In summary, when your client fails to create a service reference the first thing to check is that the service is working correctly using the WCF Test Client. Once you have established that the service is working, update your service reference. If the source code for the Reference.cs file has not been generated by the custom tool, delete the bin folder, obj folder, service reference folder with all its contents, and the client service config file. Save the project and check in the project confirming all deletions. Then proceed to add the service references. At this point you should have the fully generated service references with source code and the basic client service config file. The final stage is to modify the bindings in the config file to include the timeouts set to “00:10:00”, the MaxBufferSize set to 2147483647 and set the MaxReceivedMessageSize to 2147483647.

A very painful excersise, but one with a happy ending:)

Update: 2011-05-27

This issue raised its ugly head again. I followed the steps above to fix the issue but they didn’t work in my project. So I created a new project that was not in TFS and added the service reference and it worked!

I had a look at the ServiceReferences.ClientConfig and noticed that the basicHttpBinding and the client endpoint were missing for the reference I was trying to add. So I added these entries to the ServiceReferences.ClientConfig file and then added the service reference, and sure enough the References.cs file was generated correctly.

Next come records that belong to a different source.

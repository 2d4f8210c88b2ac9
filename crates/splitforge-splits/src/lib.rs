//! # splitforge-splits
//!
//! Split-file document parsing.
//!
//! A split file is an XML document describing a speedrun timer
//! configuration: game and category metadata, a start offset, an ordered
//! list of timed segments with optional embedded icons, and layout
//! preferences. This crate parses such a document into a read-only
//! snapshot; the input file is never modified.
//!
//! ## Example
//!
//! ```no_run
//! let splits = splitforge_splits::parse_file("run.lss").unwrap();
//!
//! println!("{} — {}", splits.game_name, splits.category_name);
//! println!("offset: {} ms", splitforge_splits::time::offset_to_millis(&splits.offset));
//!
//! for segment in &splits.segments {
//!     println!("  {}", segment.name);
//! }
//! ```

pub mod error;
pub mod model;
pub mod time;

mod parser;

pub use error::SplitFileError;
pub use model::{LayoutSettings, Segment, SplitFile};

use std::path::Path;

/// Parse a split file from disk.
///
/// Fails with [`SplitFileError::FileNotFound`] when the path does not
/// resolve to an existing file and [`SplitFileError::Malformed`] when the
/// content is not well-formed XML.
pub fn parse_file<P: AsRef<Path>>(path: P) -> Result<SplitFile, SplitFileError> {
    let path = path.as_ref();

    if !path.exists() {
        return Err(SplitFileError::FileNotFound(path.to_path_buf()));
    }

    let xml = std::fs::read_to_string(path)?;
    parse_str(&xml)
}

/// Parse a split file from already-loaded XML text.
pub fn parse_str(xml: &str) -> Result<SplitFile, SplitFileError> {
    parser::parse_document(xml)
}
use clap::{Parser, Subcommand};
use std::path::PathBuf;

#[derive(Parser)]
#[command(name = "splitforge")]
#[command(author, version, about = "Split-file to JSON conversion tool")]
pub struct Cli {
    /// Enable verbose logging
    #[arg(short, long, global = true)]
    pub verbose: bool,

    #[command(subcommand)]
    pub command: Commands,
}

#[derive(Subcommand)]
pub enum Commands {
    /// Convert a split file and print the result as indented JSON
    Convert {
        /// Input split file (.lss)
        #[arg(required = true)]
        input: PathBuf,
    },

    /// Parse a split file and display a summary
    Probe {
        /// File to probe
        #[arg(required = true)]
        file: PathBuf,
    },
}
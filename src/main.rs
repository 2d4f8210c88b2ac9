mod cli;

use splitforge::convert;

use anyhow::Result;
use base64::{engine::general_purpose::STANDARD, Engine as _};
use clap::Parser;
use cli::{Cli, Commands};
use splitforge_probe::sniff_icon;
use splitforge_splits::time;

fn main() -> Result<()> {
    let cli = Cli::parse();

    // Initialize logging
    // Respect RUST_LOG env var if set, otherwise use defaults based on verbose flag
    let env_filter = std::env::var("RUST_LOG").unwrap_or_else(|_| {
        if cli.verbose {
            "splitforge=trace,splitforge_splits=trace,splitforge_probe=debug".to_string()
        } else {
            "splitforge=info,splitforge_splits=warn,splitforge_probe=warn".to_string()
        }
    });

    tracing_subscriber::fmt()
        .with_env_filter(&env_filter)
        .with_writer(std::io::stderr)
        .init();

    match cli.command {
        Commands::Convert { input } => convert_command(&input),
        Commands::Probe { file } => probe_command(&file),
    }
}

fn convert_command(input: &std::path::Path) -> Result<()> {
    tracing::info!("Converting split file: {:?}", input);

    let result = convert::convert_file(input)?;

    let json_str = serde_json::to_string_pretty(&result)?;
    println!("{}", json_str);

    Ok(())
}

fn probe_command(file: &std::path::Path) -> Result<()> {
    let splits = splitforge_splits::parse_file(file)?;

    println!("Game: {}", splits.game_name);
    println!("Category: {}", splits.category_name);
    println!("Offset: {} ms", time::offset_to_millis(&splits.offset));
    println!(
        "Layout: {} splits per page, auto update PB: {}, gold split: {}",
        splits.layout.splits_per_page, splits.layout.auto_update_pb, splits.layout.gold_split
    );

    println!("\nSegments: {}", splits.segments.len());
    for (i, segment) in splits.segments.iter().enumerate() {
        print!("  [{}] {}", i, segment.name);

        if let Some(encoded) = segment.icon.as_deref() {
            let compact: String = encoded.split_ascii_whitespace().collect();
            match STANDARD.decode(compact.as_bytes()) {
                Ok(decoded) => {
                    let (image, format) = sniff_icon(&decoded);
                    print!(" [icon: {}, {} bytes]", format, image.len());
                }
                Err(_) => print!(" [icon: undecodable]"),
            }
        }
        println!();
    }

    Ok(())
}
//! PNG payload isolation inside wrapped buffers.

use crate::signature::PNG_SIGNATURE;

/// IEND chunk as it appears on the wire: zero length field, chunk type,
/// and the fixed CRC of an empty IEND (`AE 42 60 82`).
const IEND_MARKER: &[u8] = b"\x00\x00\x00\x00IEND\xaeB`\x82";

/// Upper bound on the region scanned for the signature and end marker.
/// Icons are tiny; anything past this is corrupt or adversarial input.
const MAX_SCAN_BYTES: usize = 8 * 1024 * 1024;

/// Isolate an embedded PNG stream within an opaquely wrapped buffer.
///
/// Scans for the PNG signature anywhere in the buffer. When found, the
/// returned slice runs from the signature to the end of the IEND chunk;
/// if no IEND follows, the slice runs to the end of the buffer (a
/// truncated stream is passed through as-is). When no signature is
/// present the whole buffer is returned unchanged.
pub fn isolate_image(data: &[u8]) -> &[u8] {
    let window = &data[..data.len().min(MAX_SCAN_BYTES)];

    let Some(start) = find(window, PNG_SIGNATURE) else {
        return data;
    };

    match find(&window[start..], IEND_MARKER) {
        Some(offset) => &data[start..start + offset + IEND_MARKER.len()],
        None => &data[start..],
    }
}

fn find(haystack: &[u8], needle: &[u8]) -> Option<usize> {
    haystack
        .windows(needle.len())
        .position(|window| window == needle)
}
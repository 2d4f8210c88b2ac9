//! Split-file to JSON conversion.
//!
//! One in-memory pass over one input document: parse, walk the segments
//! in order, extract icons, and assemble the result. Performs no file
//! writes; serialization and any on-disk layout are the caller's concern.

use std::path::Path;

use serde::Serialize;
use splitforge_splits::{time, SplitFileError};

use crate::icons::{self, IconEntry};

/// Complete conversion output: the JSON-facing record plus the extracted
/// icon payloads, one entry per segment with a usable icon.
#[derive(Debug, Clone, Serialize)]
pub struct ConversionResult {
    pub main_data: MainData,
    pub icons: Vec<IconEntry>,
}

/// JSON-facing record describing the converted split file.
#[derive(Debug, Clone, Serialize)]
pub struct MainData {
    /// Game title
    pub title: String,
    /// Run category
    pub category: String,
    /// Converted segments, in source order
    pub splits: Vec<SplitRecord>,
    /// Start offset in milliseconds
    pub start_offset: i64,
    pub splits_per_page: u32,
    pub auto_update_pb: bool,
    pub gold_split: bool,
}

/// One converted segment.
///
/// The three time fields are placeholders for a downstream consumer and
/// always serialize as null.
#[derive(Debug, Clone, Serialize)]
pub struct SplitRecord {
    pub name: String,
    pub pb_time: Option<u64>,
    pub last_time: Option<u64>,
    pub gold_time: Option<u64>,
    /// Relative icon path (`icons/<name>.<ext>`), when the segment has one
    pub icon_path: Option<String>,
}

/// Convert a split file into its JSON-facing representation.
///
/// File-level failures (missing file, malformed XML, absent required
/// fields) abort the whole conversion. Per-segment icon problems are
/// isolated: the offending segment converts with a null `icon_path` and
/// its siblings are unaffected.
pub fn convert_file<P: AsRef<Path>>(path: P) -> Result<ConversionResult, SplitFileError> {
    let split_file = splitforge_splits::parse_file(path)?;

    let mut splits = Vec::with_capacity(split_file.segments.len());
    let mut icon_entries = Vec::new();

    for segment in &split_file.segments {
        let mut icon_path = None;

        if let Some(encoded) = segment.icon.as_deref() {
            if let Some(entry) = icons::extract_icon(&segment.name, encoded) {
                icon_path = Some(entry.path.clone());
                icon_entries.push(entry);
            }
        }

        splits.push(SplitRecord {
            name: segment.name.clone(),
            pb_time: None,
            last_time: None,
            gold_time: None,
            icon_path,
        });
    }

    Ok(ConversionResult {
        main_data: MainData {
            title: split_file.game_name,
            category: split_file.category_name,
            splits,
            start_offset: time::offset_to_millis(&split_file.offset),
            splits_per_page: split_file.layout.splits_per_page,
            auto_update_pb: split_file.layout.auto_update_pb,
            gold_split: split_file.layout.gold_split,
        },
        icons: icon_entries,
    })
}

Creating Service Reference: Failed to generate code for the service reference


When accessing a remote SQL Server database from a Windows Phone 7 device, the preferred way to interact with the database is through the implementation of a WCF Service. This is the scenario that we will work with. Say we have a SQL Server database sitting on a remote server. On the remote server, we also have IIS installed and our WCF Service application up and running that provides access to the database via LINQ to SQL classes, and the client device that communicates with the database via the WCF Service is a Windows Phone 7 Device.

If we change the structure of the database and update the LINQ to SQL schema, we need to update our service references within the client project. However, when we update the service reference we get the error ‘Failed to generate service reference’.

The first thing to check is that our service works using the VS2010 WCF Test Client. If the WCF Service fails within the test client, we need to fix the relevent issues that prevent the service from successfully running. Once we have the service running successfully with the VS2010 WCF Test Client, we then delete the service references and client config files from within the Windows Phone 7 application. After we have done this, we close the project down and edit the Windows Phone 7 project file in Notepad and remove any remaining references to the service references. We also delete the project user properties file. When we are done deleting everything, we save the project file and reopen the Windows Phone 7 solution and re-add the service references. And now everything works fine.